Plenary lecturers and titles

  • Assessing time-varying causal interactions and treatment effects with applications to mobile health by Susan Murphy, University of Michigan, USA
  • Stable processes through the theory of self-similar Markov processes by Andreas E. Kyprianou, University of Bath, UK
  • Robust inference in functional data analysis by Graciela Boente, Universidad de Buenos Aires, Argentina
  • An introduction to stochastic games by Onésimo Hernández Lerma, CINVESTAV, México
  • Random walk on sparse random directed graphs by Pietro Caputo, Università Roma Tre, Italy
  • Natural parametrization and the loop-erased random walk by Gregory Lawler, University of Chicago, University of Chicago, USA
  • The Langevin MCMC: theory and methods by Eric Moulines, Ecole Polytechnique, France
  • Universal randomness in 2D by Scott Sheffield, Massachusetts Institute of Technology, USA


Detailed plenary talks

  • Assessing time-varying causal interactions and treatment effects with applications to mobile health

Abstract: A critical question in the development of mobile health interventions is in which contexts, is it most useful to push treatments to the user. This question concerns  interaction effects between time-varying context (location, stress, time of day,  mood, ambient noise, etc.) and a time-varying treatment on user behavior.   In this talk we discuss the micro-randomized trial design and associated causal data analyses for use in assessing these types of interactions. We illustrate this approach with mobile health intervention data.

  • Stable processes through the theory of self-similar Markov processes

Abstract: Stable processes are considered to be a prototype class of Markov processes with path discontinuities for which one may examine phenomena that do not appear in the setting of diffusions.
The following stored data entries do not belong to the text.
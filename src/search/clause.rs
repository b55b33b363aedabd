//! Weighted relevance clauses and the builder for name queries
//!
//! A [`Clause`] is a backend-neutral description of the scored part of a
//! query. Leaves are [`FieldMatch`]es (one field, one [`MatchKind`], one boost),
//! inner nodes are boolean groups carrying their own boost. Backends translate
//! the tree into their native query types; [`fmt::Display`] renders it in the
//! classic query-parser syntax for logging.

use crate::search::normalizer::{EscapedText, Token};
use serde::{Deserialize, Serialize};
use std::fmt;

/// Boost of the exact-phrase alternative in a keyword name search
pub const PHRASE_WEIGHT: f32 = 0.7;
/// Boost of the grouped per-token alternatives in a keyword name search
pub const TOKEN_GROUP_WEIGHT: f32 = 0.3;
/// Per-token boost of an exact term match
pub const EXACT_TERM_WEIGHT: f32 = 0.6;
/// Per-token boost of a prefix match
pub const PREFIX_WEIGHT: f32 = 0.3;
/// Per-token boost of a fuzzy match
pub const FUZZY_WEIGHT: f32 = 0.1;
/// Minimum similarity of a fuzzy match, in `[0, 1)`
pub const FUZZY_SIMILARITY: f32 = 0.8;

/// Composite concept-name query: reference code alternative
pub const CODE_WEIGHT: f32 = 0.4;
/// Composite concept-name query: locale-preferred name alternative
pub const PREFERRED_NAME_WEIGHT: f32 = 0.4;
/// Composite concept-name query: any name alternative
pub const ANY_NAME_WEIGHT: f32 = 0.2;

/// How a leaf clause compares its text to a field
#[derive(Debug, Clone, Copy, PartialEq, Eq, Hash, Serialize, Deserialize, strum::Display)]
#[strum(serialize_all = "SCREAMING_SNAKE_CASE")]
pub enum MatchKind {
    /// The whole text as a phrase
    ExactPhrase,
    /// Every analyzed term of the text
    ExactTerm,
    /// Terms starting with the text
    Prefix,
    /// Terms within [`FUZZY_SIMILARITY`] of the text
    Fuzzy,
}

/// A single-field match
#[derive(Debug, Clone, PartialEq, Serialize, Deserialize)]
pub struct FieldMatch {
    pub field: String,
    pub kind: MatchKind,
    /// Escaped text, see [`crate::search::normalizer::QueryTextNormalizer::escape`]
    pub text: String,
    pub boost: f32,
}

/// A boolean group of clauses
#[derive(Debug, Clone, PartialEq, Default, Serialize, Deserialize)]
pub struct BoolClause {
    pub must: Vec<Clause>,
    pub should: Vec<Clause>,
    pub must_not: Vec<Clause>,
    pub boost: f32,
}

/// Relevance clause tree
#[derive(Debug, Clone, PartialEq, Serialize, Deserialize)]
pub enum Clause {
    /// Matches every record with a constant score
    MatchAll,
    Match(FieldMatch),
    Bool(BoolClause),
}

impl Clause {
    pub fn field_match(field: impl Into<String>, kind: MatchKind, text: impl Into<String>, boost: f32) -> Self {
        Clause::Match(FieldMatch {
            field: field.into(),
            kind,
            text: text.into(),
            boost,
        })
    }

    /// Exact term on an unboosted field, e.g. `voided:false`
    pub fn term(field: impl Into<String>, value: impl Into<String>) -> Self {
        Self::field_match(field, MatchKind::ExactTerm, value, 1.0)
    }

    /// Disjunction: at least one clause must match
    pub fn any_of(clauses: Vec<Clause>, boost: f32) -> Self {
        Clause::Bool(BoolClause {
            should: clauses,
            boost,
            ..Default::default()
        })
    }

    /// Conjunction: every clause must match
    pub fn all_of(clauses: Vec<Clause>, boost: f32) -> Self {
        Clause::Bool(BoolClause {
            must: clauses,
            boost,
            ..Default::default()
        })
    }

    /// Exact match against any of `values` in `field`
    pub fn any_term<I, S>(field: &str, values: I, boost: f32) -> Self
    where
        I: IntoIterator<Item = S>,
        S: Into<String>,
    {
        Self::any_of(values.into_iter().map(|v| Self::term(field, v)).collect(), boost)
    }

    /// Boost of this node
    pub fn boost(&self) -> f32 {
        match self {
            Clause::MatchAll => 1.0,
            Clause::Match(m) => m.boost,
            Clause::Bool(b) => b.boost,
        }
    }

    /// Apply `boost` to this node; an already boosted node is wrapped so that
    /// the inner weights are kept
    pub fn boosted(self, boost: f32) -> Self {
        match self {
            Clause::Match(mut m) if m.boost == 1.0 => {
                m.boost = boost;
                Clause::Match(m)
            }
            Clause::Bool(mut b) if b.boost == 1.0 => {
                b.boost = boost;
                Clause::Bool(b)
            }
            other => Self::all_of(vec![other], boost),
        }
    }

    /// All leaves of the tree, depth first
    pub fn leaves(&self) -> Vec<&FieldMatch> {
        let mut out = Vec::new();
        self.collect_leaves(&mut out);
        out
    }

    fn collect_leaves<'a>(&'a self, out: &mut Vec<&'a FieldMatch>) {
        match self {
            Clause::MatchAll => {}
            Clause::Match(m) => out.push(m),
            Clause::Bool(b) => {
                for clause in b.must.iter().chain(&b.should).chain(&b.must_not) {
                    clause.collect_leaves(out);
                }
            }
        }
    }
}

fn write_boost(f: &mut fmt::Formatter<'_>, boost: f32) -> fmt::Result {
    if boost != 1.0 {
        write!(f, "^{}", boost)?;
    }
    Ok(())
}

impl fmt::Display for Clause {
    fn fmt(&self, f: &mut fmt::Formatter<'_>) -> fmt::Result {
        match self {
            Clause::MatchAll => f.write_str("*:*"),
            Clause::Match(m) => {
                match m.kind {
                    MatchKind::ExactPhrase => write!(f, "{}:\"{}\"", m.field, m.text)?,
                    MatchKind::ExactTerm => write!(f, "{}:({})", m.field, m.text)?,
                    MatchKind::Prefix => write!(f, "{}:({}*)", m.field, m.text)?,
                    MatchKind::Fuzzy => write!(f, "{}:({}~{})", m.field, m.text, FUZZY_SIMILARITY)?,
                }
                write_boost(f, m.boost)
            }
            Clause::Bool(b) => {
                let mut parts = Vec::with_capacity(b.must.len() + b.should.len() + b.must_not.len());
                parts.extend(b.must.iter().map(|c| format!("+{}", c)));
                if b.must.is_empty() {
                    parts.push(b.should.iter().map(|c| c.to_string()).collect::<Vec<_>>().join(" OR "));
                } else {
                    parts.extend(b.should.iter().map(|c| c.to_string()));
                }
                parts.extend(b.must_not.iter().map(|c| format!("-{}", c)));
                parts.retain(|p| !p.is_empty());
                write!(f, "({})", parts.join(" "))?;
                write_boost(f, b.boost)
            }
        }
    }
}

/// Builds boosted name clauses over a configurable set of fields
#[derive(Debug, Clone)]
pub struct WeightedClauseBuilder {
    name_field: String,
    code_field: String,
    preferred_field: String,
}

impl WeightedClauseBuilder {
    pub fn new(name_field: impl Into<String>) -> Self {
        Self {
            name_field: name_field.into(),
            code_field: "code".to_string(),
            preferred_field: "locale_preferred".to_string(),
        }
    }

    pub fn with_code_field(mut self, field: impl Into<String>) -> Self {
        self.code_field = field.into();
        self
    }

    pub fn with_preferred_field(mut self, field: impl Into<String>) -> Self {
        self.preferred_field = field.into();
        self
    }

    /// Name clause for `phrase`.
    ///
    /// Without keyword search the phrase must match as a whole. With keyword
    /// search the exact phrase (0.7) competes with a group (0.3) in which every
    /// token must match exactly (0.6), by prefix (0.3) or fuzzily (0.1).
    ///
    /// Returns `None` when there is nothing to search for; callers then rely on
    /// locale and filter clauses alone.
    pub fn build_name_clause(&self, tokens: &[Token], phrase: &EscapedText, search_keywords: bool) -> Option<Clause> {
        if phrase.is_empty() && tokens.is_empty() {
            return None;
        }

        let phrase_text = phrase.as_str().trim();
        if !search_keywords {
            if phrase_text.is_empty() {
                return None;
            }
            return Some(Clause::field_match(&self.name_field, MatchKind::ExactPhrase, phrase_text, 1.0));
        }

        let mut alternatives = Vec::with_capacity(2);
        if !phrase_text.is_empty() {
            alternatives.push(Clause::field_match(
                &self.name_field,
                MatchKind::ExactPhrase,
                phrase_text,
                PHRASE_WEIGHT,
            ));
        }

        if !tokens.is_empty() {
            let per_token = tokens.iter().map(|token| self.token_clause(token)).collect();
            alternatives.push(Clause::all_of(per_token, TOKEN_GROUP_WEIGHT));
        }

        Some(Clause::any_of(alternatives, 1.0))
    }

    fn token_clause(&self, token: &Token) -> Clause {
        Clause::any_of(
            vec![
                Clause::field_match(&self.name_field, MatchKind::ExactTerm, &token.text, EXACT_TERM_WEIGHT),
                Clause::field_match(&self.name_field, MatchKind::Prefix, &token.text, PREFIX_WEIGHT),
                Clause::field_match(&self.name_field, MatchKind::Fuzzy, &token.text, FUZZY_WEIGHT),
            ],
            1.0,
        )
    }

    /// Reference code (0.4) OR locale-preferred name (0.4) OR any name (0.2)
    pub fn build_composite_concept_name_clause(
        &self,
        tokens: &[Token],
        phrase: &EscapedText,
        search_keywords: bool,
    ) -> Option<Clause> {
        let name_clause = self.build_name_clause(tokens, phrase, search_keywords)?;

        let code_clause = Clause::field_match(&self.code_field, MatchKind::ExactTerm, phrase.as_str().trim(), CODE_WEIGHT);
        let preferred_clause = Clause::all_of(
            vec![name_clause.clone(), Clause::term(&self.preferred_field, "true")],
            PREFERRED_NAME_WEIGHT,
        );

        Some(Clause::any_of(
            vec![code_clause, preferred_clause, name_clause.boosted(ANY_NAME_WEIGHT)],
            1.0,
        ))
    }
}
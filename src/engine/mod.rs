//! Core engine: the daily decision cycle and bet resolution.

pub mod cycle;
pub mod resolver;

pub use cycle::CycleOrchestrator;
pub use resolver::{ResolutionEngine, TransitionRequest};
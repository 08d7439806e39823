//! Bet resolution.
//!
//! Maps confirmed event results onto placed bets and produces the
//! ledger transitions they imply. The resolver is a pure function over
//! a ledger snapshot; applying the transitions (and the settlement
//! accounting that follows) belongs to the orchestrator.

use rust_decimal::Decimal;
use std::collections::HashMap;
use tracing::{debug, warn};
use uuid::Uuid;

use crate::ledger::LedgerEntry;
use crate::types::{BetEvent, BetOutcome, BetState, MarketType, Outcome, StakewiseError};

/// A ledger transition the resolver wants applied.
#[derive(Debug, Clone)]
pub struct TransitionRequest {
    pub bet_id: Uuid,
    pub event: BetEvent,
}

/// How one leg fared against the confirmed results.
enum LegResult {
    Won,
    Lost,
    Pushed,
    /// No result reported yet for the leg's market.
    Unknown,
}

pub struct ResolutionEngine;

impl ResolutionEngine {
    /// Work out transitions for every placed bet that can be resolved
    /// with the given results.
    ///
    /// Parlay rules: one lost leg loses the whole bet; pushed legs
    /// drop out and the payout is recomputed at the reduced combined
    /// price; a bet whose every leg pushed is itself pushed and the
    /// stake comes back. A bet with any leg still unreported is
    /// deferred untouched.
    ///
    /// A duplicate or conflicting report for one (event, market) makes
    /// the whole batch untrustworthy: `AmbiguousOutcome`, zero
    /// transitions.
    pub fn resolve(
        entries: &[&LedgerEntry],
        outcomes: &[Outcome],
    ) -> Result<Vec<TransitionRequest>, StakewiseError> {
        let results = index_outcomes(outcomes)?;

        let mut placed: Vec<&&LedgerEntry> = entries
            .iter()
            .filter(|e| e.state == BetState::Placed)
            .collect();
        placed.sort_by_key(|e| (e.bet.created_at, e.bet.id));

        let mut transitions = Vec::new();
        for entry in placed {
            match Self::resolve_one(entry, &results) {
                Some((outcome, payout)) => transitions.push(TransitionRequest {
                    bet_id: entry.bet.id,
                    event: BetEvent::ResultConfirmed { outcome, payout },
                }),
                None => {
                    debug!(bet_id = %entry.bet.id, "results incomplete, deferring");
                }
            }
        }
        Ok(transitions)
    }

    /// `None` defers the bet to a later resolution pass.
    fn resolve_one(
        entry: &LedgerEntry,
        results: &HashMap<(String, MarketType), &Outcome>,
    ) -> Option<(BetOutcome, Decimal)> {
        let mut surviving_price = Decimal::ONE;
        let mut won_legs = 0usize;

        for leg in &entry.bet.candidate.legs {
            match leg_result(leg, results) {
                LegResult::Unknown => return None,
                LegResult::Lost => return Some((BetOutcome::Lost, Decimal::ZERO)),
                LegResult::Pushed => {}
                LegResult::Won => {
                    won_legs += 1;
                    surviving_price *= leg.offering.decimal_odds;
                }
            }
        }

        if won_legs == 0 {
            // Every leg pushed: the stake comes straight back.
            return Some((BetOutcome::Pushed, entry.bet.stake));
        }
        let payout = (entry.bet.stake * surviving_price).round_dp(2);
        Some((BetOutcome::Won, payout))
    }
}

fn leg_result(
    leg: &crate::types::EdgeEstimate,
    results: &HashMap<(String, MarketType), &Outcome>,
) -> LegResult {
    let key = (leg.offering.event_id.clone(), leg.offering.market);
    match results.get(&key) {
        None => LegResult::Unknown,
        Some(outcome) => match &outcome.winning_selection {
            None => LegResult::Pushed,
            Some(winner) if *winner == leg.offering.selection => LegResult::Won,
            Some(_) => LegResult::Lost,
        },
    }
}

/// Index results by (event, market), rejecting second reports for any
/// key. Identical duplicates are as suspect as contradictions; both
/// mean the feed cannot be trusted this pass.
fn index_outcomes(
    outcomes: &[Outcome],
) -> Result<HashMap<(String, MarketType), &Outcome>, StakewiseError> {
    let mut results: HashMap<(String, MarketType), &Outcome> = HashMap::new();
    for outcome in outcomes {
        if results.insert(outcome.key(), outcome).is_some() {
            warn!(event = %outcome.event_id, market = %outcome.market, "conflicting result reports");
            return Err(StakewiseError::AmbiguousOutcome {
                event_id: outcome.event_id.clone(),
                market: outcome.market,
            });
        }
    }
    Ok(results)
}

// ---------------------------------------------------------------------------
// Tests
// ---------------------------------------------------------------------------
Historically they have been examined using stochastic analysis, potential analysis, Fourier analysis, scaling properties as well as through the fluctuation theory of Levy processes. In this talk we will introduce the notion of their representation as self-similar Markov processes and explain how we can gain new insights into path properties of stable processes by examining their so-called Lampert-Kiu decomposition.

  • Robust inference in functional data analysis

Abstract: Functional data analysis provides modern analytical tools for data that are recorded as images or as a continuous phenomenon over a period of time. Because of the intrinsic nature of these data, they can be viewed as realizations of random functions often assumed to be in a Hilbert space such as \(L^2({\cal{I}})\), with \(\cal{I}\) a real interval or a finite dimensional Euclidean set. 

In particular, functional principal components or functional canonical correlation are statistical procedures developed to reduce the dimensionality retaining as much information as possible with respect to the measure of interest. To be more precise, the first q functional principal components provide the best q-dimensional approximation to random elements in Hilbert spaces, while functional canonical correlation is a tool to quantify correlations between pairs of observed random curves for which a sample is available.

We will discuss some approaches leading to obtain estimators of the principal directions  less sensitive to atypical observations. In particular, the robust procedures developed to estimate the principal directions can be used to construct diagnostic measures. If possible, we will also discuss methods to provide robust inferences  for the  canonical functions and for the quantities of interest under a semi-linear functional model.

  • An introduction to stochastic games, To the memory of Lloyd S. Shapley (1923-2016)

Abstract:This talk is dedicated to the memory of Lloyd S. Shapley who passed away on March 12, 2016. Shapley introduced many important concepts in game theory, including the notion of stochastic games [1]. Our talk is an introductory, nontechnical presentation of some concepts in cooperative and noncooperative game theory, and some recent results on stochastic games. 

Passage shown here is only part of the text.